Example governance event:

event: governance
data: {"step": "pii", "status": "flagged", "meta": "3 types · PERSON, nik, phone_id",
       "detail": {"types": ["PERSON", "nik", "phone_id"]}}

On streaming responses, the audit reference is always available (in the audit governance event and the final done event). Some non-streaming headers are not repeated on the SSE channel by design.


Errors

Errors are returned with an appropriate HTTP status and a stable machine-readable code.

CodeHTTPMeaning
PII_BLOCKED403Request blocked because PII was detected and policy is set to block.
MODEL_NOT_ALLOWED403The requested model is not in your policy's allowlist.
OUTSIDE_ALLOWED_HOURS403Request made outside the policy's permitted hours.
MAX_TOKENS_EXCEEDED403Requested max_tokens exceeds the policy limit.
TRIAL_EXPIRED403The tenant's trial period has ended.
UNKNOWN_MODEL400The model identifier is not recognized.
NO_ACTIVE_CREDENTIAL400No active upstream provider credential is configured for this scope.
PROVIDER_NOT_CONFIGURED503The target provider is not configured.
PROVIDER_RATE_LIMITED429The upstream provider rate-limited the request.
PROVIDER_TIMEOUT504The upstream provider timed out.
PROVIDER_UPSTREAM_ERROR502The upstream provider returned an error.

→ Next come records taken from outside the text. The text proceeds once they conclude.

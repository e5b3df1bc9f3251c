//! Errors raised while building or driving a state machine.
//!
//! Both families are configuration errors: they indicate a malformed graph or
//! a caller asking for a state that was never registered. Neither is meant to
//! be retried.

/// Rejected state graph definition.
#[derive(Clone, Debug, PartialEq, Eq, thiserror::Error)]
pub enum GraphError<K> {
    #[error("state graph has no states")]
    Empty,

    #[error("state {0:?} is registered more than once")]
    DuplicateState(K),

    #[error("state {from:?} declares a transition to unregistered state {target:?}")]
    UnknownTarget { from: K, target: K },

    #[error("non-terminal state {0:?} declares no transitions")]
    NoTransitions(K),

    #[error("terminal state {0:?} declares transitions")]
    TerminalWithTransitions(K),
}

/// Rejected request against a running machine.
#[derive(Clone, Debug, PartialEq, Eq, thiserror::Error)]
pub enum MachineError<K> {
    #[error("state {0:?} is not registered in this graph")]
    UnknownState(K),
}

All error responses include the governance audit headers where available, so a blocked or failed request is still traceable via X-Monago-Audit-Id.


SDK

The Python SDK wraps the API and surfaces governance results as first-class fields.

pip install monago-atrium
from monago_atrium import Monago

client = Monago(api_key="sk-mng-YOUR_KEY")

result = client.chat(
    model="gpt-4o-mini",
    messages=[{"role": "user", "content": "Help me write a customer reply."}],
)

# Model output
print(result.content)

# Governance surface
print(result.audit_id)      # signed audit reference
print(result.pii_detected)  # bool
print(result.pii_redacted)  # list of redacted PII types
print(result.policy_decision)
print(result.cost_idr)      # estimated cost, when available

The SDK is open-core and tracks the API's governance contract. Streaming and additional language SDKs are on the roadmap.


Compliance

Atrium is built to support enterprise data-governance obligations, particularly for regulated sectors such as banking and financial services in Indonesia.

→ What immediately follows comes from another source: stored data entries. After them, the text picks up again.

//! Frame bookkeeping for unit animations.
use std::collections::BTreeMap;

use skirmish_content::AnimationSpec;
use skirmish_core::Animator;

use crate::shared::Shared;

#[derive(Clone, Debug, Default)]
pub struct Sprite {
    animations: BTreeMap<String, AnimationSpec>,
    current: Option<&'static str>,
    frame: u32,
    clock: f64,
}

impl Sprite {
    pub fn new(animations: BTreeMap<String, AnimationSpec>) -> Self {
        Self {
            animations,
            ..Self::default()
        }
    }

    /// Name of the animation being played.
    pub fn current(&self) -> Option<&'static str> {
        self.current
    }

    pub fn frame(&self) -> u32 {
        self.frame
    }

    pub fn play(&mut self, animation: &'static str) {
        self.current = Some(animation);
        self.frame = 0;
        self.clock = 0.0;
    }

    pub fn advance(&mut self, delta: f64) {
        let Some(spec) = self.current.and_then(|name| self.animations.get(name)) else {
            return;
        };
        if spec.frames == 0 || spec.frame_time <= 0.0 {
            return;
        }
        self.clock += delta;
        while self.clock >= spec.frame_time {
            self.clock -= spec.frame_time;
            if self.frame + 1 < spec.frames {
                self.frame += 1;
            } else if spec.looping {
                self.frame = 0;
            }
        }
    }
}

impl Animator for Shared<Sprite> {
    fn play(&mut self, animation: &'static str) {
        self.lock().play(animation);
    }
}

  • Data minimization at the perimeter. PII can be redacted or blocked at the gateway, so sensitive identifiers need never leave your trust boundary toward a third-party LLM provider. This supports obligations under Indonesia's Personal Data Protection Law (UU PDP).
  • Top-down enforcement (Zero Trust aligned). Security policy is set at the tenant level as a non-negotiable floor; teams can apply stricter controls but cannot weaken the baseline. This follows the Zero Trust principle (NIST SP 800-207) of explicit, top-down policy enforcement at a dedicated enforcement point. (Atrium is aligned with these principles; "Zero Trust Architecture" is a framework, not a certification.)
  • Auditability. Every request produces a signed, tamper-evident audit record referenced by X-Monago-Audit-Id, supporting after-the-fact review and regulatory reporting.
  • Cost transparency. Per-request cost estimates support internal chargeback and budget governance.

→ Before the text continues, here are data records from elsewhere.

//! Fake collaborators shared by the integration tests.
#![allow(dead_code)]

use std::collections::{BTreeMap, BTreeSet};
use std::sync::{Arc, Mutex, MutexGuard};

use skirmish_core::{
    Animator, Attacker, Collidable, CoreConfig, Economy, EntityId, Extractor, Hud, MapDimensions,
    Pathfindable, Position, Race, ResourceType, Selectable, Services, TerrainKind, TerrainMap,
    Unit, UnitBuilder, unit_graph,
};

/// What the fake parts of one unit have been asked to do.
#[derive(Debug)]
pub struct Record {
    pub tile: Position,
    pub moving: bool,
    pub destination: Option<Position>,
    pub facing: Option<Position>,
    pub moves_stopped: u32,
    pub attacks_stopped: u32,
    pub resource: Option<(ResourceType, Position)>,
    pub extractions_stopped: u32,
    pub collidable: bool,
    pub selectable: bool,
    pub highlighted: bool,
    pub animations: Vec<&'static str>,
}

impl Default for Record {
    fn default() -> Self {
        Self {
            tile: Position::ORIGIN,
            moving: false,
            destination: None,
            facing: None,
            moves_stopped: 0,
            attacks_stopped: 0,
            resource: None,
            extractions_stopped: 0,
            collidable: true,
            selectable: true,
            highlighted: false,
            animations: Vec::new(),
        }
    }
}

/// Handle implementing every unit part on top of one shared [`Record`].
#[derive(Clone, Default)]
pub struct Rig(Arc<Mutex<Record>>);

impl Rig {
    pub fn at(tile: Position) -> Self {
        let rig = Self::default();
        rig.get().tile = tile;
        rig
    }

    pub fn get(&self) -> MutexGuard<'_, Record> {
        self.0.lock().unwrap()
    }

    pub fn set_moving(&self, moving: bool) {
        self.get().moving = moving;
    }

    pub fn set_resource(&self, kind: ResourceType, tile: Position) {
        self.get().resource = Some((kind, tile));
    }
}

impl Pathfindable for Rig {
    fn tile(&self) -> Position {
        self.get().tile
    }

    fn set_destination(&mut self, tile: Position) {
        let mut record = self.get();
        record.destination = Some(tile);
        record.moving = true;
    }

    fn point_to(&mut self, tile: Position) {
        self.get().facing = Some(tile);
    }

    fn is_moving(&self) -> bool {
        self.get().moving
    }

    fn stop_moves(&mut self) {
        let mut record = self.get();
        record.moving = false;
        record.moves_stopped += 1;
    }
}

impl Attacker for Rig {
    fn stop_attack(&mut self) {
        self.get().attacks_stopped += 1;
    }
}

impl Extractor for Rig {
    fn resource_location(&self) -> Option<Position> {
        self.get().resource.map(|(_, tile)| tile)
    }

    fn set_resource(&mut self, kind: ResourceType, tile: Position) {
        self.get().resource = Some((kind, tile));
    }

    fn stop_extraction(&mut self) {
        let mut record = self.get();
        record.resource = None;
        record.extractions_stopped += 1;
    }
}

impl Collidable for Rig {
    fn set_enabled(&mut self, enabled: bool) {
        self.get().collidable = enabled;
    }
}

impl Selectable for Rig {
    fn on_selection(&mut self, selected: bool) {
        self.get().highlighted = selected;
    }

    fn set_enabled(&mut self, enabled: bool) {
        self.get().selectable = enabled;
    }
}

impl Animator for Rig {
    fn play(&mut self, animation: &'static str) {
        self.get().animations.push(animation);
    }
}

pub struct Grid {
    pub width: u32,
    pub tiles: Vec<TerrainKind>,
    pub resolved: Vec<Position>,
}

impl Grid {
    pub fn parse(rows: &[&str]) -> Self {
        Self {
            width: rows[0].len() as u32,
            tiles: rows
                .iter()
                .flat_map(|row| row.chars())
                .map(|glyph| TerrainKind::from_glyph(glyph).unwrap())
                .collect(),
            resolved: Vec::new(),
        }
    }

    fn index(&self, tile: Position) -> Option<usize> {
        self.contains(tile)
            .then(|| tile.y as usize * self.width as usize + tile.x as usize)
    }
}

impl TerrainMap for Grid {
    fn dimensions(&self) -> MapDimensions {
        MapDimensions::new(self.width, self.tiles.len() as u32 / self.width)
    }

    fn terrain(&self, tile: Position) -> Option<TerrainKind> {
        self.index(tile).map(|index| self.tiles[index])
    }

    fn set_terrain(&mut self, tile: Position, terrain: TerrainKind) {
        if let Some(index) = self.index(tile) {
            self.tiles[index] = terrain;
        }
    }

    fn resolve_transitions(&mut self, tile: Position) {
        self.resolved.push(tile);
    }
}

#[derive(Default)]
pub struct Ledger {
    pub stock: BTreeMap<ResourceType, u32>,
    pub warehouses: BTreeMap<Race, Position>,
    pub owned: BTreeSet<EntityId>,
}

impl Ledger {
    pub fn stock(&self, kind: ResourceType) -> u32 {
        self.stock.get(&kind).copied().unwrap_or(0)
    }
}

impl Economy for Ledger {
    fn increase_resource(&mut self, kind: ResourceType, amount: u32) {
        *self.stock.entry(kind).or_default() += amount;
    }

    fn warehouse(&self, race: Race) -> Option<Position> {
        self.warehouses.get(&race).copied()
    }

    fn owns(&self, entity: EntityId) -> bool {
        self.owned.contains(&entity)
    }
}

#[derive(Default)]
pub struct Panel {
    pub selection: BTreeSet<EntityId>,
    pub menu_clears: u32,
    pub carry_label: Option<bool>,
}

impl Hud for Panel {
    fn remove_from_selection(&mut self, entity: EntityId) -> bool {
        self.selection.remove(&entity)
    }

    fn clear_menus(&mut self) {
        self.menu_clears += 1;
    }

    fn switch_extract_carry(&mut self, carry: bool) {
        self.carry_label = Some(carry);
    }
}

/// Shared services for a test.
pub struct World {
    pub map: Grid,
    pub economy: Ledger,
    pub hud: Panel,
}

impl World {
    pub fn new(rows: &[&str]) -> Self {
        Self {
            map: Grid::parse(rows),
            economy: Ledger::default(),
            hud: Panel::default(),
        }
    }

    /// A world where humans have a warehouse and the player owns unit #1.
    pub fn with_warehouse(rows: &[&str], warehouse: Position) -> Self {
        let mut world = Self::new(rows);
        world.economy.warehouses.insert(Race::Human, warehouse);
        world.economy.owned.insert(EntityId(1));
        world
    }

    pub fn services(&mut self) -> Services<'_> {
        Services::new(&mut self.map, &mut self.economy, &mut self.hud)
    }
}

pub fn spawn(id: u32, rig: &Rig) -> Unit {
    spawn_with(id, rig, CoreConfig::default())
}

pub fn spawn_with(id: u32, rig: &Rig, config: CoreConfig) -> Unit {
    UnitBuilder::new(EntityId(id), Race::Human)
        .max_health(40)
        .config(config)
        .pathfinder(rig.clone())
        .attacker(rig.clone())
        .extractor(rig.clone())
        .collidable(rig.clone())
        .selectable(rig.clone())
        .animator(rig.clone())
        .build(Arc::new(unit_graph().unwrap()))
        .unwrap()
}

For data-residency and on-premise deployment options, contact the Monago team.


Notes & Conventions

  • The chat endpoint is intentionally OpenAI-compatible: in most cases you can point an existing OpenAI client at the Atrium base URL and add your sk-mng- key.
  • Governance behavior (which models are allowed, how PII is handled, permitted hours) is determined by the policy bound to your API key's scope, configured in the Monago console — not by request parameters.
  • All timestamps are Unix epoch seconds; all monetary estimates in X-Monago-Cost-Idr are in Indonesian Rupiah and are estimates for reporting, not provider-billed amounts.